Frames that are used as a reference for predicting other frames are referred to as reference frames. In such designs, the frames that are coded without prediction from other frames are called the I-frames, frames that use prediction from a single reference frame (or a single frame for prediction of each region) are called P-frames, and frames that use a prediction signal that is formed as a (possibly weighted) average of two reference frames are called B-frames.
In the latest international standard, known as H.264/MPEG-4 AVC, the granularity of the establishment of prediction types is brought down to a lower level called the slice level of the representation. A slice is a spatially distinct region of a frame that is encoded separately from any other region in the same frame.
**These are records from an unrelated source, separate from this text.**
//! Target transform and regression metrics

use serde::{Deserialize, Serialize};

use crate::errors::{Result, TrainerError};

/// Transform applied to the premium before fitting
#[derive(Debug, Clone, Copy, PartialEq, Eq, Default, Serialize, Deserialize)]
pub enum TargetTransform {
    Identity,
    #[default]
    Log1p,
}

impl TargetTransform {
    /// Forward transform; a value the transform cannot represent is fatal
    pub fn forward(self, values: &[f64]) -> Result<Vec<f64>> {
        values
            .iter()
            .enumerate()
            .map(|(i, &v)| {
                let t = match self {
                    TargetTransform::Identity => v,
                    TargetTransform::Log1p => v.ln_1p(),
                };
                if t.is_finite() {
                    Ok(t)
                } else {
                    Err(TrainerError::InvalidTarget(format!(
                        "row {} value {} has no finite {:?} transform",
                        i, v, self
                    )))
                }
            })
            .collect()
    }

    pub fn inverse(self, values: &[f64]) -> Vec<f64> {
        match self {
            TargetTransform::Identity => values.to_vec(),
            TargetTransform::Log1p => values.iter().map(|v| v.exp_m1()).collect(),
        }
    }
}

fn check_lengths(y_true: &[f64], y_pred: &[f64]) -> Result<()> {
    if y_true.len() != y_pred.len() {
        return Err(TrainerError::Scoring(format!(
            "{} targets vs {} predictions",
            y_true.len(),
            y_pred.len()
        )));
    }
    if y_true.is_empty() {
        return Err(TrainerError::Scoring("no values to score".into()));
    }
    Ok(())
}

pub fn mse(y_true: &[f64], y_pred: &[f64]) -> Result<f64> {
    check_lengths(y_true, y_pred)?;
    let sum: f64 = y_true
        .iter()
        .zip(y_pred)
        .map(|(t, p)| (p - t).powi(2))
        .sum();
    Ok(sum / y_true.len() as f64)
}

pub fn rmse(y_true: &[f64], y_pred: &[f64]) -> Result<f64> {
    Ok(mse(y_true, y_pred)?.sqrt())
}

/// Mean squared log error. Negative inputs are rejected.
pub fn msle(y_true: &[f64], y_pred: &[f64]) -> Result<f64> {
    check_lengths(y_true, y_pred)?;
    if let Some(v) = y_true.iter().chain(y_pred).find(|v| **v < 0.0) {
        return Err(TrainerError::Scoring(format!(
            "mean squared log error is undefined for negative value {}",
            v
        )));
    }
    let sum: f64 = y_true
        .iter()
        .zip(y_pred)
        .map(|(t, p)| (p.ln_1p() - t.ln_1p()).powi(2))
        .sum();
    Ok(sum / y_true.len() as f64)
}

pub fn rmsle(y_true: &[f64], y_pred: &[f64]) -> Result<f64> {
    Ok(msle(y_true, y_pred)?.sqrt())
}
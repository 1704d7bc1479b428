//! Reduction of per-fold scores to one candidate score

pub trait Aggregator: Send + Sync {
    fn aggregate(&self, fold_scores: &[f64]) -> f64;
}

#[derive(Debug, Clone, Copy, Default)]
pub struct MeanAggregator;

impl Aggregator for MeanAggregator {
    fn aggregate(&self, fold_scores: &[f64]) -> f64 {
        if fold_scores.is_empty() {
            return f64::NAN;
        }
        fold_scores.iter().sum::<f64>() / fold_scores.len() as f64
    }
}

/// Population standard deviation, reported next to the mean
pub fn std_dev(values: &[f64]) -> f64 {
    if values.is_empty() {
        return f64::NAN;
    }
    let mean = values.iter().sum::<f64>() / values.len() as f64;
    let var = values.iter().map(|v| (v - mean).powi(2)).sum::<f64>() / values.len() as f64;
    var.sqrt()
}

#[cfg(test)]
mod tests {
    use super::*;

    #[test]
    fn test_mean() {
        assert_eq!(MeanAggregator.aggregate(&[-1.0, -3.0]), -2.0);
        assert!(MeanAggregator.aggregate(&[]).is_nan());
    }

    #[test]
    fn test_std_dev() {
        assert_eq!(std_dev(&[1.0, 3.0]), 1.0);
        assert_eq!(std_dev(&[2.0]), 0.0);
    }
}
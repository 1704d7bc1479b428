//! CSV dataset loading
//!
//! Reads the policy CSV files into a typed [`Table`]. Empty cells (and the
//! usual `NaN`/`NA` spellings) are missing values. The row identifier and the
//! premium target are split off from the feature table.

use chrono::{NaiveDate, NaiveDateTime};
use std::collections::HashMap;
use std::io::Read;
use std::path::Path;
use tracing::{debug, info};

use crate::errors::{PremiumError, Result};
use crate::schema::{ColumnKind, Field, ID_HEADER, TARGET_HEADER};
use crate::table::{Column, Table};

const DATE_FORMATS: [&str; 3] = ["%Y-%m-%d %H:%M:%S%.f", "%Y-%m-%d %H:%M:%S", "%Y-%m-%dT%H:%M:%S%.f"];

/// Policy applications with optional target
#[derive(Debug, Clone)]
pub struct Dataset {
    /// Row identifiers (row index when the file carries no id column)
    pub ids: Vec<String>,
    /// Feature columns in schema order
    pub features: Table,
    /// Premium amount, present only for labeled files
    pub target: Option<Vec<f64>>,
}

impl Dataset {
    /// Load a dataset from a CSV file with a header row
    pub fn from_csv<P: AsRef<Path>>(path: P) -> Result<Self> {
        let path = path.as_ref();
        info!("Loading dataset from: {}", path.display());
        let file = std::fs::File::open(path)?;
        Self::from_reader(file)
    }

    /// Load a dataset from any CSV reader
    pub fn from_reader<R: Read>(reader: R) -> Result<Self> {
        let mut csv_reader = csv::ReaderBuilder::new()
            .trim(csv::Trim::All)
            .from_reader(reader);

        let headers = csv_reader.headers()?.clone();
        let index: HashMap<&str, usize> = headers.iter().enumerate().map(|(i, h)| (h, i)).collect();

        let mut field_idx = Vec::with_capacity(Field::ALL.len());
        for field in Field::ALL {
            let idx = index.get(field.header()).copied().ok_or_else(|| {
                PremiumError::SchemaMismatch(format!("missing column '{}'", field.header()))
            })?;
            field_idx.push((field, idx));
        }
        let id_idx = index.get(ID_HEADER).copied();
        let target_idx = index.get(TARGET_HEADER).copied();

        let mut raw: Vec<Vec<String>> = vec![Vec::new(); field_idx.len()];
        let mut ids = Vec::new();
        let mut target = target_idx.map(|_| Vec::new());

        for (row, record) in csv_reader.records().enumerate() {
            let record = record?;
            for (slot, (_, idx)) in raw.iter_mut().zip(&field_idx) {
                slot.push(record.get(*idx).unwrap_or("").to_string());
            }
            ids.push(match id_idx {
                Some(i) => record.get(i).unwrap_or("").to_string(),
                None => row.to_string(),
            });
            if let (Some(values), Some(i)) = (target.as_mut(), target_idx) {
                let cell = record.get(i).unwrap_or("");
                let value = parse_number(cell).ok_or_else(|| PremiumError::InvalidValue {
                    column: TARGET_HEADER.to_string(),
                    row,
                    value: cell.to_string(),
                })?;
                values.push(value);
            }
        }

        let mut columns = Vec::with_capacity(field_idx.len());
        for ((field, _), cells) in field_idx.iter().zip(raw) {
            columns.push(parse_column(*field, &cells)?);
        }
        let features = Table::from_columns(columns)?;

        debug!(
            "Parsed {} rows, {} feature columns, labeled = {}",
            features.len(),
            Field::ALL.len(),
            target.is_some()
        );

        Ok(Self {
            ids,
            features,
            target,
        })
    }

    /// Number of rows
    pub fn len(&self) -> usize {
        self.ids.len()
    }

    pub fn is_empty(&self) -> bool {
        self.ids.is_empty()
    }

    /// Target values, or a schema error for unlabeled data
    pub fn require_target(&self) -> Result<&[f64]> {
        self.target.as_deref().ok_or_else(|| {
            PremiumError::SchemaMismatch(format!("missing target column '{}'", TARGET_HEADER))
        })
    }

    /// Count of target values that are zero or negative
    pub fn non_positive_targets(&self) -> usize {
        self.target
            .as_ref()
            .map(|t| t.iter().filter(|&&v| v <= 0.0).count())
            .unwrap_or(0)
    }
}

fn is_missing(cell: &str) -> bool {
    matches!(cell, "" | "NaN" | "nan" | "NA" | "N/A" | "null")
}

fn parse_number(cell: &str) -> Option<f64> {
    if is_missing(cell) {
        return None;
    }
    cell.parse::<f64>().ok()
}

/// Parse a policy start timestamp; a bare date maps to midnight
pub fn parse_datetime(cell: &str) -> Option<NaiveDateTime> {
    DATE_FORMATS
        .iter()
        .find_map(|fmt| NaiveDateTime::parse_from_str(cell, fmt).ok())
        .or_else(|| {
            NaiveDate::parse_from_str(cell, "%Y-%m-%d")
                .ok()
                .and_then(|d| d.and_hms_opt(0, 0, 0))
        })
}

fn parse_column(field: Field, cells: &[String]) -> Result<Column> {
    let invalid = |row: usize, value: &str| PremiumError::InvalidValue {
        column: field.name().to_string(),
        row,
        value: value.to_string(),
    };

    match field.kind() {
        ColumnKind::Numeric => {
            let mut values = Vec::with_capacity(cells.len());
            for (row, cell) in cells.iter().enumerate() {
                if is_missing(cell) {
                    values.push(None);
                } else {
                    values.push(Some(cell.parse::<f64>().map_err(|_| invalid(row, cell))?));
                }
            }
            Ok(Column::numeric(field.name(), values))
        }
        ColumnKind::Categorical => {
            let values: Vec<Option<String>> = cells
                .iter()
                .map(|cell| (!is_missing(cell)).then(|| cell.clone()))
                .collect();
            Ok(Column::categorical(field.name(), values))
        }
        ColumnKind::Date => {
            let mut values = Vec::with_capacity(cells.len());
            for (row, cell) in cells.iter().enumerate() {
                if is_missing(cell) {
                    values.push(None);
                } else {
                    values.push(Some(parse_datetime(cell).ok_or_else(|| invalid(row, cell))?));
                }
            }
            Ok(Column::date(field.name(), values))
        }
    }
}
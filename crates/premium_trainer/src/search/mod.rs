//! Hyperparameter search
//!
//! The search is assembled from small strategies: a [`ConfigSampler`] picks
//! configurations from a [`SearchSpace`], [`KFold`] cuts the rows, a
//! [`Scorer`] rates each fold and an [`Aggregator`] reduces the fold scores.
//! [`SearchDriver`] runs them against any [`crate::trainer::Regressor`].

pub mod aggregate;
pub mod cv;
pub mod driver;
pub mod sampler;
pub mod scoring;
pub mod space;

pub use aggregate::{std_dev, Aggregator, MeanAggregator};
pub use cv::{Fold, KFold};
pub use driver::{FailureKind, FoldScores, SearchDriver, SearchOutcome, TrialOutcome, TrialResult};
pub use sampler::{ConfigSampler, GridSampler, RandomSampler};
pub use scoring::{NegMeanSquaredLogError, Scorer};
pub use space::{arange, Candidate, SearchSpace};
//! End-to-end preprocessing tests over generated policy files

use anyhow::Result;
use chrono::{Duration, NaiveDate, NaiveDateTime};
use premium_core::imputation::{AgeBand, FillStrategy, FillValue, ImputationRule, Imputer};
use premium_core::tenure::{days_since, TenureBucket};
use premium_core::{Dataset, Preprocessor};
use proptest::prelude::*;
use std::io::Write;
use tempfile::NamedTempFile;

const HEADER: &str = "id,Age,Gender,Annual Income,Marital Status,Number of Dependents,Education Level,Occupation,Health Score,Location,Policy Type,Previous Claims,Vehicle Age,Credit Score,Insurance Duration,Policy Start Date,Customer Feedback,Smoking Status,Exercise Frequency,Property Type";

fn processing() -> NaiveDateTime {
    NaiveDate::from_ymd_opt(2024, 6, 1)
        .unwrap()
        .and_hms_opt(0, 0, 0)
        .unwrap()
}

fn cell<T: ToString>(missing: bool, value: T) -> String {
    if missing {
        String::new()
    } else {
        value.to_string()
    }
}

fn row(i: usize) -> String {
    let start = processing() - Duration::days(i as i64 * 50) - Duration::hours(3);
    [
        i.to_string(),
        cell(i % 7 == 3, 18 + (i * 3) % 50),
        ["Male", "Female"][i % 2].to_string(),
        cell(i % 5 == 0, 20000 + i * 1000),
        cell(i % 9 == 4, ["Single", "Married", "Divorced"][i % 3]),
        cell(i % 6 == 1, i % 4),
        ["High School", "Bachelor's", "Master's", "PhD"][i % 4].to_string(),
        cell(i % 4 == 2, ["Employed", "Self-Employed", "Unemployed"][i % 3]),
        cell(i % 8 == 5, format!("{:.2}", 10.5 + (i % 30) as f64)),
        ["Urban", "Suburban", "Rural"][i % 3].to_string(),
        ["Basic", "Comprehensive", "Premium"][(i / 2) % 3].to_string(),
        cell(i % 3 == 0, i % 3),
        cell(i % 10 == 7, i % 20),
        cell(i % 11 == 2, 300 + i * 12),
        cell(i % 13 == 6, 1 + i % 9),
        start.format("%Y-%m-%d %H:%M:%S%.6f").to_string(),
        cell(i % 5 == 3, ["Poor", "Average", "Good"][i % 3]),
        ["Yes", "No"][(i / 3) % 2].to_string(),
        ["Daily", "Weekly", "Monthly", "Rarely"][i % 4].to_string(),
        ["House", "Apartment", "Condo"][(i / 4) % 3].to_string(),
    ]
    .join(",")
}

/// Write `rows` generated records, optionally with a premium column
fn policy_file(rows: usize, labeled: bool) -> Result<NamedTempFile> {
    let mut file = NamedTempFile::new()?;
    if labeled {
        writeln!(file, "{},Premium Amount", HEADER)?;
    } else {
        writeln!(file, "{}", HEADER)?;
    }
    for i in 0..rows {
        if labeled {
            writeln!(file, "{},{}", row(i), 500 + (i * 37) % 2000)?;
        } else {
            writeln!(file, "{}", row(i))?;
        }
    }
    file.flush()?;
    Ok(file)
}

#[test]
fn test_loaded_file_matches_generator() -> Result<()> {
    let file = policy_file(40, true)?;
    let ds = Dataset::from_csv(file.path())?;

    assert_eq!(ds.len(), 40);
    assert_eq!(ds.require_target()?[1], 537.0);

    let report = ds.features.missing_report();
    let income = report.iter().find(|r| r.column == "annual_income").unwrap();
    assert_eq!(income.missing, 8);
    assert!((income.percent - 20.0).abs() < 1e-9);
    Ok(())
}

#[test]
fn test_young_applicants_get_zero_income() -> Result<()> {
    let ds = Dataset::from_csv(policy_file(40, true)?.path())?;
    let (_, imputed) = Imputer::standard().fit_transform(&ds.features)?;

    let ages = ds.features.numeric("age")?;
    let raw_income = ds.features.numeric("annual_income")?;
    let income = imputed.numeric("annual_income")?;
    let raw_occupation = ds.features.categorical("occupation")?;
    let occupation = imputed.categorical("occupation")?;

    let mut young = 0;
    for i in 0..ds.len() {
        if raw_income[i].is_none() && ages[i].is_some_and(|a| a <= 22.0) {
            assert_eq!(income[i], Some(0.0));
            young += 1;
        }
        if raw_occupation[i].is_none() && ages[i].is_some_and(|a| a <= 22.0 || a >= 60.0) {
            assert_eq!(occupation[i].as_deref(), Some("Unemployed"));
        }
    }
    assert!(young > 0, "generator should produce a young applicant with missing income");

    for column in ["annual_income", "number_of_dependents", "previous_claims", "credit_score", "health_score", "age"] {
        assert!(
            imputed.numeric(column)?.iter().all(Option::is_some),
            "{} still has missing values",
            column
        );
    }
    assert!(imputed
        .categorical("customer_feedback")?
        .iter()
        .all(Option::is_some));
    Ok(())
}

#[test]
fn test_feature_matrix_layout() -> Result<()> {
    let ds = Dataset::from_csv(policy_file(40, true)?.path())?;
    let (_, matrix) = Preprocessor::new(Some(processing())).fit_transform(&ds.features)?;

    assert_eq!(matrix.n_rows(), 40);
    assert!(matrix.column_index("policy_start_date").is_none());
    assert!(matrix.column_index("gender").is_none());
    assert!(matrix.column_index("customer_tenure").is_some());
    assert!(matrix.column_index("gender_Male").is_some());
    // "Female" sorts first and is the dropped reference level
    assert!(matrix.column_index("gender_Female").is_none());
    assert!(matrix.column_index("marital_status_nan").is_some());

    let income = matrix.column("annual_income").unwrap();
    assert!(income.iter().all(|v| v.is_finite()));

    // imputed "Unknown" feedback is missing again after encoding
    let feedback = matrix.column("customer_feedback").unwrap();
    for (i, value) in feedback.iter().enumerate() {
        assert_eq!(value.is_nan(), i % 5 == 3, "row {}", i);
    }

    // row i started i * 50 days (plus a few hours) before processing
    let tenure = matrix.column("customer_tenure").unwrap();
    for (i, value) in tenure.iter().enumerate() {
        let start = processing() - Duration::days(i as i64 * 50) - Duration::hours(3);
        let expected = match TenureBucket::from_days(days_since(start, processing())) {
            TenureBucket::New => 0.0,
            TenureBucket::Regular => 1.0,
            TenureBucket::LongTerm => 2.0,
        };
        assert_eq!(*value, expected, "row {}", i);
    }
    Ok(())
}

#[test]
fn test_refit_free_transform_is_bit_identical() -> Result<()> {
    let file = policy_file(30, true)?;
    let ds = Dataset::from_csv(file.path())?;
    let (fitted, first) = Preprocessor::new(Some(processing())).fit_transform(&ds.features)?;

    let again = Dataset::from_csv(file.path())?;
    let second = fitted.transform(&again.features)?;

    assert_eq!(first.names(), second.names());
    for i in 0..first.n_rows() {
        let a: Vec<u64> = first.row(i).iter().map(|v| v.to_bits()).collect();
        let b: Vec<u64> = second.row(i).iter().map(|v| v.to_bits()).collect();
        assert_eq!(a, b, "row {}", i);
    }
    Ok(())
}

#[test]
fn test_unlabeled_rows_use_training_state() -> Result<()> {
    let train = Dataset::from_csv(policy_file(40, true)?.path())?;
    let test = Dataset::from_csv(policy_file(12, false)?.path())?;
    assert!(test.target.is_none());

    let (fitted, train_matrix) =
        Preprocessor::new(Some(processing())).fit_transform(&train.features)?;
    let test_matrix = fitted.transform(&test.features)?;

    assert_eq!(test_matrix.names(), train_matrix.names());
    assert_eq!(test_matrix.n_rows(), 12);
    // the first twelve rows are shared, so their encoding must agree
    for i in 0..12 {
        let a: Vec<u64> = train_matrix.row(i).iter().map(|v| v.to_bits()).collect();
        let b: Vec<u64> = test_matrix.row(i).iter().map(|v| v.to_bits()).collect();
        assert_eq!(a, b, "row {}", i);
    }
    Ok(())
}

#[test]
fn test_end_to_end_income_example() -> Result<()> {
    use premium_core::{Column, Table};

    let table = Table::from_columns(vec![
        Column::numeric("age", vec![Some(20.0), Some(30.0), Some(61.0), Some(45.0)]),
        Column::numeric(
            "annual_income",
            vec![None, Some(50000.0), None, Some(60000.0)],
        ),
    ])?;
    let rule = |otherwise| {
        ImputationRule::when_age(
            "annual_income",
            AgeBand::at_most(22.0),
            FillValue::Number(0.0),
            otherwise,
        )
    };

    let imputer = Imputer::new(vec![rule(FillStrategy::Median), ImputationRule::median("age")])?;
    let (_, out) = imputer.fit_transform(&table)?;
    assert_eq!(
        out.numeric("annual_income")?,
        &[Some(0.0), Some(50000.0), Some(50000.0), Some(60000.0)]
    );

    // with no young applicant the fallthrough median sees only observed values
    let mut older = table.clone();
    older.drop_column("age")?;
    older.add_column(Column::numeric(
        "age",
        vec![Some(25.0), Some(30.0), Some(61.0), Some(45.0)],
    ))?;
    let (fitted, _) = imputer.fit_transform(&older)?;
    assert_eq!(fitted.median("annual_income"), Some(55000.0));
    Ok(())
}

fn income_imputer() -> Imputer {
    Imputer::new(vec![
        ImputationRule::when_age(
            "annual_income",
            AgeBand::at_most(22.0),
            FillValue::Number(0.0),
            FillStrategy::Median,
        ),
        ImputationRule::median("age"),
    ])
    .unwrap()
}

proptest! {
    #[test]
    fn imputed_income_respects_age_rule(
        rows in prop::collection::vec((18.0f64..80.0, prop::option::of(1.0f64..1e6)), 1..60),
    ) {
        let ages: Vec<Option<f64>> = rows.iter().map(|(a, _)| Some(*a)).collect();
        let incomes: Vec<Option<f64>> = rows.iter().map(|(_, i)| *i).collect();
        prop_assume!(rows.iter().any(|(a, i)| i.is_some() || *a <= 22.0));

        let table = premium_core::Table::from_columns(vec![
            premium_core::Column::numeric("age", ages.clone()),
            premium_core::Column::numeric("annual_income", incomes.clone()),
        ]).unwrap();
        let (fitted, out) = income_imputer().fit_transform(&table).unwrap();
        let filled = out.numeric("annual_income").unwrap();
        let median = fitted.median("annual_income").unwrap();

        for i in 0..rows.len() {
            match incomes[i] {
                Some(v) => prop_assert_eq!(filled[i], Some(v)),
                None if ages[i].unwrap() <= 22.0 => prop_assert_eq!(filled[i], Some(0.0)),
                None => prop_assert_eq!(filled[i], Some(median)),
            }
        }
    }

    #[test]
    fn tenure_bucket_is_monotonic(a in 0i64..5000, b in 0i64..5000) {
        let (lo, hi) = if a <= b { (a, b) } else { (b, a) };
        let rank = |d| TenureBucket::from_days(d) as u8;
        prop_assert!(rank(lo) <= rank(hi));
    }
}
In that standard, instead of I-frames, P-frames, and B-frames, there are I-slices, P-slices, and B-slices.
Typically, pictures (frames) are segmented into macroblocks, and individual prediction types can be selected on a macroblock basis rather than being the same for the entire picture, as follows:
I-frames can contain only intra macroblocks
P-frames can contain either intra macroblocks or predicted macroblocks
B-frames can contain intra, predicted, or bi-predicted macroblocks
Intra coded frames/slices (I‑frames/slices or Key frames)
I-frames are coded without reference to any frame except themselves.
Typically require more bits to encode than other frame types. Very high quality. Used on DVDs and streamed television broadcasting. Although high quality, it is not without its flaws. Drop in stream speed and/or hardware errors can occur and cause the same sort of glitches as those found in highly compressed video files.
Predicted frames/slices (P-frames/slices)
Older standard designs (such as MPEG-2) use only one previously decoded picture as a reference during decoding, and require that picture to also precede the P picture in display order.
Bi-directional predicted frames/slices (B-frames/slices)
Require the prior decoding of other frame(s) in order to be decoded.
May contain image data and motion vector displacements or both.
H.264 can use one, two, or more than two previously decoded pictures as references during decoding, and can have any arbitrary display-order relationship relative to the picture(s) used for its prediction.
(Spoiler alert: YouTube uses H.264 as their video codec, which is compressing an already compressed file)
Motion compensation block boundary artifacts (AKA what you are seeing)
Block boundary discontinuities can occur at edges of motion compensation prediction blocks. In motion compensated video compression, the current picture is predicted by shifting blocks (macroblocks, partitions, or prediction units) of pixels from previously decoded frames. If two neighboring blocks use different motion vectors, there will be a discontinuity at the edge between the blocks.